Lanka Dahan (1917) by Dadasaheb Phalke

Lanka Dahan (Lanka Aflame) is a 1917 Indian silent film directed by Dadasaheb Phalke. Phalke also wrote the film based on an episode of the Hindu epic Ramayana, credited to Valmiki. The film was Phalke's second feature film after the 1913 Raja Harishchandra, which was the first Indian full-length feature film. Phalke also directed various short films in between.

Anna Salunke, who had previously played the role of Rani Taramati in Phalke's Raja Harishchandra played two roles in this film. As women were prohibited from taking part in commercial performing arts, men also played the female characters.

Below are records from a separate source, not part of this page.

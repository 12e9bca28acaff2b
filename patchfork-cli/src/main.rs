use anyhow::Error;
use clap::Parser;
use cmd::{Cli, handle_args};

mod cmd;

fn main() -> Result<(), Error> {
    env_logger::Builder::from_env(env_logger::Env::default().default_filter_or("info")).init();
    let args = Cli::parse();
    handle_args(&args)?;
    Ok(())
}
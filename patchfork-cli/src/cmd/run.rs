use anyhow::{Context, Error};
use std::path::{Path, PathBuf};

use clap::Args;
use patchfork_config::Config;
use patchfork_jobs::SystemRunner;
use patchfork_pipeline::{Pipeline, Settings};

#[derive(Debug, Clone, Args)]
pub struct RunArgs {
    /// The path to the config file (default is '$PWD/patchfork.yml').
    #[arg(
        short = 'f',
        long = "config-file",
        value_name = "PATH",
        required = false
    )]
    pub config_file: Option<PathBuf>,
    /// Delete the workspace of a fork whose pipeline failed.
    #[arg(long)]
    pub cleanup_on_failure: bool,
    /// Fail on source kinds and upload targets that have no handler.
    #[arg(long)]
    pub strict: bool,
    /// The Python interpreter used to run `setup.py`.
    #[arg(long, value_name = "PATH")]
    pub python: Option<String>,
}

impl RunArgs {
    /// Command line flags can only switch the config's policies on.
    fn settings(&self, config: &Config) -> Settings {
        let mut settings = Settings::from_config(config);
        settings.cleanup_on_failure |= self.cleanup_on_failure;
        settings.strict |= self.strict;
        if let Some(python) = &self.python {
            settings.python = python.clone();
        }
        settings
    }
}

/// Release every fork in the config file.
///
/// Workspaces are created in, and patch files read from, the directory
/// patchfork was started in.
pub fn run(args: &RunArgs) -> Result<(), Error> {
    let root = std::env::current_dir().context("failed to read the current directory")?;
    release(args, &root)
}

fn release(args: &RunArgs, root: &Path) -> Result<(), Error> {
    let config = Config::load(args.config_file.as_ref()).context("failed to load config file")?;
    log::debug!(forks = config.forks.len(); "loaded config");
    let mut pipeline = Pipeline::new(SystemRunner::inherit(), root, args.settings(&config));
    let report = pipeline.run_all(&config).context("release pipeline aborted")?;
    log::info!(released = report.completed.len(); "all forks released");
    Ok(())
}

#[cfg(test)]
mod tests {
    use indoc::indoc;
    use tempfile::TempDir;

    use super::*;

    fn args() -> RunArgs {
        RunArgs {
            config_file: None,
            cleanup_on_failure: false,
            strict: false,
            python: None,
        }
    }

    #[test]
    fn flags_override_config() {
        let config = Config::from_yaml("forks: {}").unwrap();
        let args = RunArgs {
            cleanup_on_failure: true,
            python: Some("python3".to_string()),
            ..args()
        };
        let settings = args.settings(&config);
        assert!(settings.cleanup_on_failure);
        assert!(!settings.strict);
        assert_eq!(settings.python, "python3");
    }

    #[test]
    fn config_policies_survive_absent_flags() {
        let config = Config::from_yaml("strict: true\nforks: {}").unwrap();
        let settings = args().settings(&config);
        assert!(settings.strict);
        assert_eq!(settings.python, "python");
    }

    #[cfg(unix)]
    #[test]
    fn failing_pre_build_aborts_and_keeps_workspace() {
        let root = TempDir::new().unwrap();
        let config_file = root.path().join("patchfork.yml");
        std::fs::write(
            &config_file,
            indoc! {"
                forks:
                  foo:
                    source: {sdist: foo==1.0}
                    before_build_script: 'false'
                    distributions: [sdist]
                    upload_index: S3
            "},
        )
        .unwrap();
        std::fs::write(root.path().join("foo.patch"), "").unwrap();
        let args = RunArgs {
            config_file: Some(config_file),
            ..args()
        };
        let err = release(&args, root.path()).unwrap_err();
        assert_eq!(err.to_string(), "release pipeline aborted");
        assert!(root.path().join("foo").is_dir());
    }

    #[test]
    fn missing_config_is_reported() {
        let root = TempDir::new().unwrap();
        let args = RunArgs {
            config_file: Some(root.path().join("patchfork.yml")),
            ..args()
        };
        let err = release(&args, root.path()).unwrap_err();
        assert_eq!(err.to_string(), "failed to load config file");
        assert_eq!(std::fs::read_dir(root.path()).unwrap().count(), 0);
    }
}
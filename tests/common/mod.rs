// Allow dead_code because these helpers are used across different test files
// which are compiled separately
#![allow(dead_code)]

use anyhow::Result;
use chrono::{Months, NaiveDate, Utc};
use coffer::application::{AccountSession, BankService};
use sqlx::SqlitePool;
use tempfile::TempDir;

/// Helper to create a test service with a temporary database
pub async fn test_service() -> Result<(BankService, TempDir)> {
    let temp_dir = TempDir::new()?;
    let db_path = temp_dir.path().join("test.db");
    let service = BankService::init(db_path.to_str().unwrap()).await?;
    Ok((service, temp_dir))
}

/// Reopen the database behind a test service.
pub async fn reopen(temp_dir: &TempDir) -> Result<BankService> {
    let db_path = temp_dir.path().join("test.db");
    Ok(BankService::connect(db_path.to_str().unwrap()).await?)
}

/// A second connection to the database behind a test service, used to make
/// the service's writes fail.
pub async fn side_connection(temp_dir: &TempDir) -> Result<SqlitePool> {
    let db_path = temp_dir.path().join("test.db");
    Ok(SqlitePool::connect(&format!("sqlite:{}", db_path.display())).await?)
}

/// Make every insert of a `kind` transaction row abort.
pub async fn reject_transactions(pool: &SqlitePool, kind: &str) -> Result<()> {
    sqlx::query(&format!(
        "CREATE TRIGGER reject_{kind} BEFORE INSERT ON transactions \
         WHEN NEW.kind = '{kind}' \
         BEGIN SELECT RAISE(ABORT, '{kind} rejected'); END"
    ))
    .execute(pool)
    .await?;
    Ok(())
}

/// Undo [`reject_transactions`].
pub async fn accept_transactions(pool: &SqlitePool, kind: &str) -> Result<()> {
    sqlx::query(&format!("DROP TRIGGER reject_{kind}"))
        .execute(pool)
        .await?;
    Ok(())
}

/// A date in the month after the current one, when interest is next due
/// for accounts opened today.
pub fn next_month() -> NaiveDate {
    Utc::now()
        .date_naive()
        .checked_add_months(Months::new(1))
        .unwrap()
}

/// Test fixture: the accounts used across scenarios
pub struct StandardAccounts;

impl StandardAccounts {
    /// alice: 100.00 at 12%, PIN 1234
    pub async fn alice(service: &BankService) -> Result<AccountSession> {
        service
            .create_account("alice".into(), 10000, 0.12, "1234".into())
            .await?;
        Ok(service.login("alice", "1234")?)
    }

    /// bob: empty account at 12%, PIN 0000
    pub async fn bob(service: &BankService) -> Result<AccountSession> {
        service
            .create_account("bob".into(), 0, 0.12, "0000".into())
            .await?;
        Ok(service.login("bob", "0000")?)
    }
}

Salunke played the male character of Rama as well as the female character of his wife Sita. He is thus credited with playing the first double role in Indian cinema.

==Plot==

Rama, the prince of Ayodhya, is exiled to the forests for a term of fourteen years. He is joined by his wife Sita and brother Laxman. Ravana, the demon king, who also wanted to wed Sita, decides to take revenge and abducts her from the forest. While on the search for his wife, Rama meets Hanuman. Hanuman is a great devotee of Rama and promises to find Sita.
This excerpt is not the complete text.